"""
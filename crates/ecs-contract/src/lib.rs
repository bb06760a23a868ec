//! # ecs-contract — Encrypted Credit Score
//!
//! The contract instance and everything needed to drive it locally.
//!
//! ## Architecture
//!
//! - **Contract** (`contract.rs`): `EncryptedCreditScore`, generic over the
//!   arithmetic backend and the input verifier. Every state-changing call
//!   verifies all inputs first, computes through an `ArithmeticEngine`,
//!   then commits ledger, threshold and ACL changes together.
//!
//! - **Scoring** (`scoring.rs`): the score pipeline over encrypted operands
//!   and its plaintext reference.
//!
//! - **Config** (`config.rs`), **Errors** (`error.rs`), **Events**
//!   (`events.rs`).
//!
//! - **Client side** (`input.rs`, `relay.rs`): the encrypted input builder
//!   and the decryption relay. Neither is used by the contract itself.
//!
//! ## Security Invariants
//!
//! - No plaintext of any scoring input or output is stored or logged.
//! - A failed call leaves ledger, threshold, ACL and event log unchanged.
//! - Every handle returned by a query is granted to the owning account and
//!   to the contract.

pub mod config;
pub mod contract;
pub mod error;
pub mod events;
pub mod input;
pub mod relay;
pub mod scoring;

pub use config::{ContractConfig, DEFAULT_THRESHOLD};
pub use contract::{ContractState, EncryptedCreditScore};
pub use error::ScoreError;
pub use events::{ContractEvent, EventRecord};
pub use input::{EncryptedBatch, EncryptedInput, EncryptedInputBuilder, InputError};
pub use relay::{DecryptionRelay, RelayError};
pub use scoring::{PriorScore, ScoreOutcome};
//! # ecs CLI entry point
//!
//! Parses arguments, installs logging, and dispatches to subcommand
//! handlers in the library.

use std::path::PathBuf;
use std::process::ExitCode;

use clap::{Parser, Subcommand};
use tracing_subscriber::EnvFilter;

use ecs_cli::config::CliConfig;
use ecs_cli::deploy::{run_deploy, run_protocol_id, DeployArgs, ProtocolIdArgs};
use ecs_cli::query::{run_decrypt, run_status, DecryptArgs, StatusArgs};
use ecs_cli::submit::{run_set_threshold, run_submit, SetThresholdArgs, SubmitArgs};

/// Encrypted credit score engine on a local simulated node.
#[derive(Parser, Debug)]
#[command(name = "ecs", version, about, long_about = None)]
struct Cli {
    /// Enable verbose output. Repeat for more verbosity (-v, -vv, -vvv).
    #[arg(short, long, action = clap::ArgAction::Count, global = true)]
    verbose: u8,

    /// Emit logs as JSON lines.
    #[arg(long, global = true)]
    json_logs: bool,

    /// Path to a YAML configuration file.
    #[arg(long, global = true)]
    config: Option<PathBuf>,

    /// Override the configured state directory.
    #[arg(long, global = true)]
    state_dir: Option<PathBuf>,

    #[command(subcommand)]
    command: Commands,
}

#[derive(Subcommand, Debug)]
enum Commands {
    /// Deploy a contract with an explicit or default threshold.
    Deploy(DeployArgs),

    /// Replace the qualification threshold (deployer only).
    SetThreshold(SetThresholdArgs),

    /// Encrypt and submit credit data for an account.
    Submit(SubmitArgs),

    /// Show stored handles for an account.
    Status(StatusArgs),

    /// Decrypt a stored value through the permission-checked relay.
    Decrypt(DecryptArgs),

    /// Print the confidential protocol id for the configured network.
    ProtocolId(ProtocolIdArgs),
}

fn main() -> ExitCode {
    let cli = Cli::parse();

    let filter = match cli.verbose {
        0 => EnvFilter::new("warn"),
        1 => EnvFilter::new("info"),
        2 => EnvFilter::new("debug"),
        _ => EnvFilter::new("trace"),
    };
    if cli.json_logs {
        tracing_subscriber::fmt()
            .json()
            .with_env_filter(filter)
            .with_writer(std::io::stderr)
            .init();
    } else {
        tracing_subscriber::fmt()
            .with_env_filter(filter)
            .with_target(false)
            .with_writer(std::io::stderr)
            .init();
    }

    let mut config = match CliConfig::load(cli.config.as_deref()) {
        Ok(config) => config,
        Err(e) => {
            tracing::error!("{e:#}");
            return ExitCode::from(1);
        }
    };
    if let Some(dir) = cli.state_dir {
        config.state_dir = dir;
    }
    tracing::debug!(state_dir = %config.state_dir.display(), "configuration loaded");

    let result = match cli.command {
        Commands::Deploy(args) => run_deploy(&args, &config),
        Commands::SetThreshold(args) => run_set_threshold(&args, &config),
        Commands::Submit(args) => run_submit(&args, &config),
        Commands::Status(args) => run_status(&args, &config),
        Commands::Decrypt(args) => run_decrypt(&args, &config),
        Commands::ProtocolId(args) => run_protocol_id(&args, &config),
    };

    match result {
        Ok(code) => ExitCode::from(code),
        Err(e) => {
            tracing::error!("{e:#}");
            eprintln!("error: {e:#}");
            ExitCode::from(1)
        }
    }
}
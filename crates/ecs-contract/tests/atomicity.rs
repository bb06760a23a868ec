//! # Rejected Transactions Leave No Trace
//!
//! Every rejection below is checked against a full snapshot of the
//! contract state taken before the call.

mod common;

use common::{alice, attester, bob, Harness};
use ecs_contract::{
    ContractConfig, EncryptedCreditScore, EncryptedInput, EncryptedInputBuilder, ScoreError,
};
use ecs_core::{Address, ChainId, CiphertextHandle};
use ecs_crypto::Ed25519KeyPair;
use ecs_fhe::{Decryptor, InputEncryptor, MockBackend, Plaintext};
use ecs_proof::{
    InputAttester, InputBinding, InputCiphertext, InputProof, SignerSetVerifier, VerifyError,
    MAX_BATCH,
};
use ecs_state::ThresholdInit;

fn assert_invalid_proof(result: Result<impl std::fmt::Debug, ScoreError>) {
    match result {
        Err(ScoreError::InvalidProof(_)) => {}
        other => panic!("expected InvalidProof, got {other:?}"),
    }
}

// ---------------------------------------------------------------------------
// 1. One bad input aborts the whole submission
// ---------------------------------------------------------------------------

#[test]
fn empty_proof_on_last_input_aborts() {
    let mut h = Harness::deploy();
    let before = h.contract.state().clone();
    let inputs = h.encrypt(alice(), &[50_000, 30, 85]);
    let bad = EncryptedInput {
        handle: inputs[2].handle,
        proof: InputProof::empty(),
    };
    assert_invalid_proof(h.contract.submit_credit_data(alice(), &inputs[0], &inputs[1], &bad));
    assert_eq!(h.contract.state(), &before);
    assert!(!h.contract.has_credit_data(&alice()));
}

#[test]
fn bad_input_leaves_existing_record_unchanged() {
    let mut h = Harness::deploy();
    h.submit(alice(), 50_000, 30, 85).unwrap();
    let before = h.contract.state().clone();

    let inputs = h.encrypt(alice(), &[10, 99, 1]);
    let foreign = h.encrypt(bob(), &[99]);
    assert_invalid_proof(h.contract.submit_credit_data(
        alice(),
        &inputs[0],
        &foreign[0],
        &inputs[2],
    ));
    assert_eq!(h.contract.state(), &before);
    assert_eq!(h.plain(h.contract.get_credit_score(&alice()).unwrap()), 80);
}

#[test]
fn zero_handle_rejected() {
    let mut h = Harness::deploy();
    let inputs = h.encrypt(alice(), &[50_000, 30, 85]);
    let zero = EncryptedInput {
        handle: CiphertextHandle::ZERO,
        proof: inputs[0].proof.clone(),
    };
    assert_invalid_proof(h.contract.submit_credit_data(alice(), &zero, &inputs[1], &inputs[2]));
}

// ---------------------------------------------------------------------------
// 2. Inputs bound to someone or somewhere else
// ---------------------------------------------------------------------------

#[test]
fn replayed_inputs_from_other_user_rejected() {
    let mut h = Harness::deploy();
    let stolen = h.encrypt(alice(), &[50_000, 30, 85]);
    let before = h.contract.state().clone();
    assert_invalid_proof(h.contract.submit_credit_data(bob(), &stolen[0], &stolen[1], &stolen[2]));
    assert_eq!(h.contract.state(), &before);
}

#[test]
fn inputs_for_other_contract_rejected() {
    let mut h = Harness::deploy();
    let elsewhere = InputBinding {
        user: alice(),
        contract: Address::from_label("another-instance"),
        chain_id: ChainId::LOCAL,
    };
    let batch = EncryptedInputBuilder::new(&h.backend, &h.attester, elsewhere)
        .add32(50_000)
        .add32(30)
        .add32(85)
        .encrypt()
        .unwrap();
    let i: Vec<_> = (0..3).map(|n| batch.input(n).unwrap()).collect();
    assert_invalid_proof(h.contract.submit_credit_data(alice(), &i[0], &i[1], &i[2]));
}

#[test]
fn inputs_for_other_chain_rejected() {
    let mut h = Harness::deploy();
    let sepolia = InputBinding {
        chain_id: ChainId::SEPOLIA,
        ..h.binding(alice())
    };
    let batch = EncryptedInputBuilder::new(&h.backend, &h.attester, sepolia)
        .add32(50_000)
        .add32(30)
        .add32(85)
        .encrypt()
        .unwrap();
    let i: Vec<_> = (0..3).map(|n| batch.input(n).unwrap()).collect();
    assert_invalid_proof(h.contract.submit_credit_data(alice(), &i[0], &i[1], &i[2]));
}

#[test]
fn under_attested_inputs_rejected() {
    let mut h = Harness::deploy();
    let lone = InputAttester::new(vec![Ed25519KeyPair::from_seed(&[0xa1; 32])]);
    let batch = EncryptedInputBuilder::new(&h.backend, &lone, h.binding(alice()))
        .add32(50_000)
        .add32(30)
        .add32(85)
        .encrypt()
        .unwrap();
    let i: Vec<_> = (0..3).map(|n| batch.input(n).unwrap()).collect();
    assert_invalid_proof(h.contract.submit_credit_data(alice(), &i[0], &i[1], &i[2]));
}

#[test]
fn boolean_input_rejected_as_number() {
    let mut h = Harness::deploy();
    let batch = EncryptedInputBuilder::new(&h.backend, &h.attester, h.binding(alice()))
        .add32(50_000)
        .add_bool(true)
        .add32(85)
        .encrypt()
        .unwrap();
    let i: Vec<_> = (0..3).map(|n| batch.input(n).unwrap()).collect();
    assert_invalid_proof(h.contract.submit_credit_data(alice(), &i[0], &i[1], &i[2]));
    assert!(!h.contract.has_credit_data(&alice()));
}

// ---------------------------------------------------------------------------
// 3. Handles that were never the submitter's own input
// ---------------------------------------------------------------------------

fn invalid_proof_reason(result: Result<impl std::fmt::Debug, ScoreError>) -> String {
    match result {
        Err(ScoreError::InvalidProof(reason)) => reason,
        other => panic!("expected InvalidProof, got {other:?}"),
    }
}

fn own_input(h: &Harness, user: Address, value: u32, index: u8) -> InputCiphertext {
    h.backend
        .encrypt_input(Plaintext::Uint32(value), index, &h.binding(user))
        .unwrap()
}

#[test]
fn stored_score_cannot_enter_as_input() {
    let mut h = Harness::deploy();
    h.submit(alice(), 50_000, 30, 85).unwrap();
    let score = CiphertextHandle::from(h.contract.get_credit_score(&alice()).unwrap());
    assert!(score.is_computed());
    let before = h.contract.state().clone();

    // The attester will not sign a batch that parks the score at the
    // computed-value index.
    let mut batch: Vec<_> = (0..MAX_BATCH as u8)
        .map(|i| own_input(&h, bob(), 1, i))
        .collect();
    let ciphertext = batch[0].ciphertext;
    batch.push(InputCiphertext {
        handle: score,
        ciphertext,
    });
    assert!(h.attester.attest(&batch, &h.binding(bob())).is_err());
    assert!(matches!(
        h.attester.attest(&batch[MAX_BATCH..], &h.binding(bob())).unwrap_err(),
        VerifyError::MalformedHandle(_)
    ));

    // Nor does the contract accept it next to a genuine proof.
    let own = h.encrypt(bob(), &[50_000, 30, 85]);
    let smuggled = EncryptedInput {
        handle: score,
        proof: own[1].proof.clone(),
    };
    let reason = invalid_proof_reason(h.contract.submit_credit_data(
        bob(),
        &own[0],
        &smuggled,
        &own[2],
    ));
    assert!(reason.contains("computed value"), "{reason}");
    assert_eq!(h.contract.state(), &before);
    assert!(!h.contract.has_credit_data(&bob()));
    assert!(h.user_decrypt(score, bob()).is_err());
}

#[test]
fn input_encrypted_for_other_user_rejected() {
    let mut h = Harness::deploy();
    let alices = h.encrypt(alice(), &[37_000, 30, 85]);
    let income = *alices[0].proof.attested_at(0).unwrap();
    let before = h.contract.state().clone();

    // Re-attesting Alice's ciphertext under Bob's binding is refused.
    let batch = [income, own_input(&h, bob(), 30, 1), own_input(&h, bob(), 85, 2)];
    assert!(matches!(
        h.attester.attest(&batch, &h.binding(bob())).unwrap_err(),
        VerifyError::ProvenanceMismatch { .. }
    ));

    // Alice's handle with Alice's proof does not verify for Bob.
    let reason = invalid_proof_reason(h.contract.submit_credit_data(
        bob(),
        &alices[0],
        &alices[1],
        &alices[2],
    ));
    assert!(reason.contains("not encrypted under this binding"), "{reason}");

    // Alice's handle next to Bob's own proof is not attested.
    let own = h.encrypt(bob(), &[50_000, 30, 85]);
    let borrowed = EncryptedInput {
        handle: alices[0].handle,
        proof: own[0].proof.clone(),
    };
    assert_invalid_proof(h.contract.submit_credit_data(bob(), &borrowed, &own[1], &own[2]));

    assert_eq!(h.contract.state(), &before);
    assert!(!h.contract.has_credit_data(&bob()));
    assert!(h.user_decrypt(alices[0].handle, bob()).is_err());
}

// ---------------------------------------------------------------------------
// 4. Threshold paths
// ---------------------------------------------------------------------------

#[test]
fn bad_threshold_update_keeps_threshold() {
    let mut h = Harness::deploy();
    let before = h.contract.state().clone();
    let input = h.encrypt(h.deployer, &[70]).remove(0);
    assert_invalid_proof(h.contract.set_threshold(h.deployer, input.handle, &InputProof::empty()));
    assert_eq!(h.contract.state(), &before);
}

#[test]
fn authenticated_deploy_uses_supplied_threshold() {
    let deployer = Address::from_label("deployer");
    let config = ContractConfig::new(deployer, ChainId::LOCAL);
    let attester = attester();
    let backend = MockBackend::new(ChainId::LOCAL);
    let binding = InputBinding {
        user: deployer,
        contract: config.address,
        chain_id: ChainId::LOCAL,
    };
    let batch = EncryptedInputBuilder::new(&backend, &attester, binding)
        .add32(65)
        .encrypt()
        .unwrap();
    let init = ThresholdInit::from_raw(batch.handles[0], batch.proof.clone()).unwrap();
    let verifier = SignerSetVerifier::new(attester.public_keys(), 2).unwrap();
    let contract = EncryptedCreditScore::deploy(config, init, backend.clone(), verifier).unwrap();

    let t = contract.get_threshold();
    assert_eq!(backend.decrypt(t.handle()).unwrap().as_u64(), 65);
}

#[test]
fn authenticated_deploy_with_foreign_proof_fails() {
    let deployer = Address::from_label("deployer");
    let config = ContractConfig::new(deployer, ChainId::LOCAL);
    let attester = attester();
    let backend = MockBackend::new(ChainId::LOCAL);
    let wrong = InputBinding {
        user: alice(),
        contract: config.address,
        chain_id: ChainId::LOCAL,
    };
    let batch = EncryptedInputBuilder::new(&backend, &attester, wrong)
        .add32(65)
        .encrypt()
        .unwrap();
    let init = ThresholdInit::Authenticated {
        handle: batch.handles[0],
        proof: batch.proof,
    };
    let verifier = SignerSetVerifier::new(attester.public_keys(), 2).unwrap();
    let result = EncryptedCreditScore::deploy(config, init, backend, verifier).map(|_| ());
    assert_invalid_proof(result);
}
//! # Error Types
//!
//! Shared error enums for the foundational layer. All errors use
//! `thiserror` for derive-based `Display` and `Error` implementations.
//! Error messages never include plaintext values; handles and addresses
//! are the only identifying data they carry.

use thiserror::Error;

/// Errors raised while parsing or validating foundational types.
#[derive(Error, Debug)]
pub enum CoreError {
    /// Canonicalization failed.
    #[error("canonicalization error: {0}")]
    Canonicalization(#[from] CanonicalizationError),

    /// A hex-encoded value could not be decoded.
    #[error("invalid hex: {0}")]
    InvalidHex(String),

    /// An address was not 20 bytes.
    #[error("invalid address: {0}")]
    InvalidAddress(String),

    /// A ciphertext handle was malformed.
    #[error("invalid ciphertext handle: {0}")]
    InvalidHandle(String),

    /// A timestamp could not be parsed.
    #[error("invalid timestamp: {0}")]
    InvalidTimestamp(String),
}

/// Error during canonical serialization.
#[derive(Error, Debug)]
pub enum CanonicalizationError {
    /// Float values are not permitted in canonical transcripts.
    #[error("float values are not permitted in canonical transcripts: {0}")]
    FloatRejected(f64),

    /// JSON serialization failed.
    #[error("serialization failed: {0}")]
    SerializationFailed(#[from] serde_json::Error),
}

/// Error in cryptographic operations.
#[derive(Error, Debug)]
pub enum CryptoError {
    /// Signature verification failed.
    #[error("signature verification failed: {0}")]
    VerificationFailed(String),

    /// Key parsing failed.
    #[error("key error: {0}")]
    KeyError(String),
}
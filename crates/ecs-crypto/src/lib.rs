//! # ecs-crypto — Cryptographic Primitives
//!
//! Ed25519 keys and signatures for input attestations. An input attester
//! (the off-chain coprocessor that accepts a client's ciphertexts) signs a
//! canonical transcript binding the ciphertext handles to a submitter, a
//! contract instance and a chain. The proof verifier checks those
//! signatures against its trusted attester set.
//!
//! ## Crate Policy
//!
//! - Depends only on `ecs-core` internally.
//! - Signing and verification accept `&CanonicalBytes` only.
//! - Private keys are never serialized or logged.

pub mod ed25519;

pub use ed25519::{verify, Ed25519KeyPair, Ed25519PublicKey, Ed25519Signature};
//! Contract instance configuration.

use ecs_core::{Address, ChainId};
use serde::{Deserialize, Serialize};

/// Threshold used when the contract is deployed without one.
pub const DEFAULT_THRESHOLD: u32 = 50;

/// Immutable parameters of one contract instance.
#[derive(Debug, Clone, Copy, PartialEq, Eq, Serialize, Deserialize)]
pub struct ContractConfig {
    /// Instance address; the computation context for ACL checks.
    pub address: Address,
    /// Host network.
    pub chain_id: ChainId,
    /// Deployer. The only principal allowed to update the threshold.
    pub owner: Address,
    /// Plaintext threshold encrypted on the default construction path.
    pub default_threshold: u32,
}

impl ContractConfig {
    /// Config for the first contract deployed by `owner` on `chain_id`.
    pub fn new(owner: Address, chain_id: ChainId) -> Self {
        Self::with_nonce(owner, chain_id, 0)
    }

    /// Config for the contract deployed by `owner` at `nonce`.
    pub fn with_nonce(owner: Address, chain_id: ChainId, nonce: u64) -> Self {
        Self {
            address: Address::derive_contract(&owner, nonce),
            chain_id,
            owner,
            default_threshold: DEFAULT_THRESHOLD,
        }
    }

    /// Override the default threshold.
    pub fn default_threshold(mut self, value: u32) -> Self {
        self.default_threshold = value;
        self
    }
}
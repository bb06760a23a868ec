//! # CLI Configuration
//!
//! Optional YAML file; every field has a default suitable for a local
//! development node.
//!
//! ```yaml
//! chain_id: 31337
//! deployer: deployer            # label or 0x-prefixed address
//! attester_seeds:
//!   - "0101010101010101010101010101010101010101010101010101010101010101"
//! attester_threshold: 1
//! default_threshold: 50
//! state_dir: .ecs
//! ```

use std::path::{Path, PathBuf};

use anyhow::{Context, Result};
use ecs_contract::DEFAULT_THRESHOLD;
use ecs_core::{Address, ChainId};
use serde::{Deserialize, Serialize};

/// Local node settings.
#[derive(Debug, Clone, PartialEq, Eq, Serialize, Deserialize)]
#[serde(default, deny_unknown_fields)]
pub struct CliConfig {
    /// Host network.
    pub chain_id: u64,
    /// Deployer principal, as a label or hex address.
    pub deployer: String,
    /// Hex-encoded 32-byte Ed25519 seeds of the input attesters.
    pub attester_seeds: Vec<String>,
    /// Attester signatures required per input.
    pub attester_threshold: usize,
    /// Threshold used when deploying without one.
    pub default_threshold: u32,
    /// Where contract state and the coprocessor store are kept.
    pub state_dir: PathBuf,
}

impl Default for CliConfig {
    fn default() -> Self {
        Self {
            chain_id: ChainId::LOCAL.value(),
            deployer: "deployer".to_string(),
            attester_seeds: vec!["01".repeat(32), "02".repeat(32)],
            attester_threshold: 2,
            default_threshold: DEFAULT_THRESHOLD,
            state_dir: PathBuf::from(".ecs"),
        }
    }
}

impl CliConfig {
    /// Load from `path`, or defaults when no path is given.
    pub fn load(path: Option<&Path>) -> Result<Self> {
        let Some(path) = path else {
            return Ok(Self::default());
        };
        let content = std::fs::read_to_string(path)
            .with_context(|| format!("failed to read config {}", path.display()))?;
        serde_yaml::from_str(&content)
            .with_context(|| format!("failed to parse config {}", path.display()))
    }

    /// The host network.
    pub fn chain(&self) -> ChainId {
        ChainId(self.chain_id)
    }

    /// The deployer address.
    pub fn deployer_address(&self) -> Result<Address> {
        parse_principal(&self.deployer)
    }
}

/// Parse a principal given as `0x`-prefixed hex or as a human label.
pub fn parse_principal(s: &str) -> Result<Address> {
    if s.starts_with("0x") {
        Address::from_hex(s).with_context(|| format!("invalid address {s}"))
    } else {
        Ok(Address::from_label(s))
    }
}
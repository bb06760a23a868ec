//! # Submission Subcommands
//!
//! - `ecs submit --user U --income I --debt-ratio D --repayment-score R`
//! - `ecs set-threshold --caller C --value V`
//!
//! Values are encrypted client-side as one batch under the caller's
//! binding, then passed to the contract with the batch proof.

use anyhow::Result;
use clap::Args;
use ecs_contract::EncryptedInputBuilder;
use ecs_state::AccountTransition;

use crate::config::{parse_principal, CliConfig};
use crate::node::{LocalContract, LocalNode};
use crate::rejected;

/// Arguments for `ecs submit`.
#[derive(Args, Debug)]
pub struct SubmitArgs {
    /// Submitting account (label or 0x address).
    #[arg(long)]
    pub user: String,

    /// Annual income.
    #[arg(long)]
    pub income: u32,

    /// Debt ratio, in percent.
    #[arg(long)]
    pub debt_ratio: u32,

    /// Repayment score, 0 to 100.
    #[arg(long)]
    pub repayment_score: u32,
}

/// Arguments for `ecs set-threshold`.
#[derive(Args, Debug)]
pub struct SetThresholdArgs {
    /// Calling account; defaults to the configured deployer.
    #[arg(long)]
    pub caller: Option<String>,

    /// New qualification threshold.
    #[arg(long)]
    pub value: u32,
}

/// Execute `ecs submit`.
pub fn run_submit(args: &SubmitArgs, config: &CliConfig) -> Result<u8> {
    let node = LocalNode::open(config.clone());
    let mut contract = node.load()?;
    let transition = submit(&node, &mut contract, args)?;
    node.save(&contract)?;
    println!(
        "OK: credit data submitted for {} ({})",
        transition.account,
        if transition.is_first() {
            "first submission"
        } else {
            "record replaced"
        }
    );
    Ok(0)
}

/// Encrypt and submit one set of credit data.
pub fn submit(
    node: &LocalNode,
    contract: &mut LocalContract,
    args: &SubmitArgs,
) -> Result<AccountTransition> {
    let user = parse_principal(&args.user)?;
    let attester = node.attester()?;
    let batch = EncryptedInputBuilder::new(
        contract.backend(),
        &attester,
        node.binding(user, contract.address()),
    )
    .add32(args.income)
    .add32(args.debt_ratio)
    .add32(args.repayment_score)
    .encrypt()?;

    contract
        .submit_credit_data(user, &batch.input(0)?, &batch.input(1)?, &batch.input(2)?)
        .map_err(rejected)
}

/// Execute `ecs set-threshold`.
pub fn run_set_threshold(args: &SetThresholdArgs, config: &CliConfig) -> Result<u8> {
    let node = LocalNode::open(config.clone());
    let mut contract = node.load()?;
    set_threshold(&node, &mut contract, args)?;
    node.save(&contract)?;
    println!("OK: threshold updated");
    Ok(0)
}

/// Encrypt and install a new threshold.
pub fn set_threshold(
    node: &LocalNode,
    contract: &mut LocalContract,
    args: &SetThresholdArgs,
) -> Result<()> {
    let caller = match &args.caller {
        Some(c) => parse_principal(c)?,
        None => node.config().deployer_address()?,
    };
    let attester = node.attester()?;
    let batch = EncryptedInputBuilder::new(
        contract.backend(),
        &attester,
        node.binding(caller, contract.address()),
    )
    .add32(args.value)
    .encrypt()?;
    let input = batch.input(0)?;
    contract
        .set_threshold(caller, input.handle, &input.proof)
        .map_err(rejected)
}
//! # Score Pipeline
//!
//! ```text
//! incomeFactor = min(income / 500, 100)
//! weighted     = incomeFactor * 3 / 10
//! baseline     = (45 + weighted) - debtRatio / 10
//! prior        = baseline | score on file
//! score        = prior * 5 / 10 + weighted + (100 - debtRatio) * 2 / 10
//! qualified    = score >= threshold
//! ```
//!
//! Division truncates and add/sub saturate, in both the encrypted pipeline
//! and [`plaintext_reference`].

use ecs_core::{Ebool, Euint32};
use ecs_fhe::{ArithmeticEngine, ConfidentialBackend, EngineError};

const INCOME_DIVISOR: u32 = 500;
const INCOME_FACTOR_CAP: u32 = 100;
const BASELINE_SCORE: u32 = 45;
const FULL_SCALE: u32 = 100;

/// Where the prior score comes from.
#[derive(Debug, Clone, Copy, PartialEq, Eq)]
pub enum PriorScore {
    /// First submission: derive the baseline from the inputs.
    Baseline,
    /// Re-submission: the current score on file.
    OnFile(Euint32),
}

/// Encrypted pipeline results.
#[derive(Debug, Clone, Copy, PartialEq, Eq)]
pub struct ScoreOutcome {
    /// The prior score used; stored as `last_score`.
    pub prior: Euint32,
    /// The new score; stored as `current_score`.
    pub score: Euint32,
    /// `score >= threshold`.
    pub qualified: Ebool,
}

/// Run the pipeline over admitted operands.
pub fn evaluate<B: ConfidentialBackend + ?Sized>(
    engine: &mut ArithmeticEngine<'_, B>,
    prior: PriorScore,
    income: &Euint32,
    debt_ratio: &Euint32,
    threshold: &Euint32,
) -> Result<ScoreOutcome, EngineError> {
    let scaled_income = engine.scalar_multiply(income, 1, INCOME_DIVISOR)?;
    let income_factor = engine.clamp_min(&scaled_income, INCOME_FACTOR_CAP)?;
    let weighted_income = engine.scalar_multiply(&income_factor, 3, 10)?;

    let prior = match prior {
        PriorScore::OnFile(score) => score,
        PriorScore::Baseline => {
            let base = engine.as_euint32(BASELINE_SCORE)?;
            let raised = engine.add(&base, &weighted_income)?;
            let debt_penalty = engine.scalar_multiply(debt_ratio, 1, 10)?;
            engine.sub(&raised, &debt_penalty)?
        }
    };

    let carried = engine.scalar_multiply(&prior, 5, 10)?;
    let full = engine.as_euint32(FULL_SCALE)?;
    let headroom = engine.sub(&full, debt_ratio)?;
    let weighted_headroom = engine.scalar_multiply(&headroom, 2, 10)?;
    let partial = engine.add(&carried, &weighted_income)?;
    let score = engine.add(&partial, &weighted_headroom)?;
    let qualified = engine.greater_or_equal(&score, threshold)?;

    tracing::debug!(
        score = %score.handle().short(),
        qualified = %qualified.handle().short(),
        "score evaluated"
    );
    Ok(ScoreOutcome {
        prior,
        score,
        qualified,
    })
}

/// Plaintext model of [`evaluate`]: `(prior, score, qualified)`.
pub fn plaintext_reference(
    income: u32,
    debt_ratio: u32,
    on_file: Option<u32>,
    threshold: u32,
) -> (u32, u32, bool) {
    let scale = |x: u32, n: u32, d: u32| {
        u32::try_from(u64::from(x) * u64::from(n) / u64::from(d)).unwrap_or(u32::MAX)
    };
    let income_factor = scale(income, 1, INCOME_DIVISOR).min(INCOME_FACTOR_CAP);
    let weighted_income = scale(income_factor, 3, 10);
    let prior = on_file.unwrap_or_else(|| {
        BASELINE_SCORE
            .saturating_add(weighted_income)
            .saturating_sub(scale(debt_ratio, 1, 10))
    });
    let score = scale(prior, 5, 10)
        .saturating_add(weighted_income)
        .saturating_add(scale(FULL_SCALE.saturating_sub(debt_ratio), 2, 10));
    (prior, score, score >= threshold)
}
"""
■ WHAT YOU NEED TO DO
Starting from the first line of the records above, retype each line exactly up to and including the one that contains "generic over the", and nothing more.

■ WRITTEN RESPONSE
filename crates/ecs-contract/src/lib.rs
repository bb06760a23a868ec
//! # ecs-contract — Encrypted Credit Score
//!
//! The contract instance and everything needed to drive it locally.
//!
//! ## Architecture
//!
//! - **Contract** (`contract.rs`): `EncryptedCreditScore`, generic over the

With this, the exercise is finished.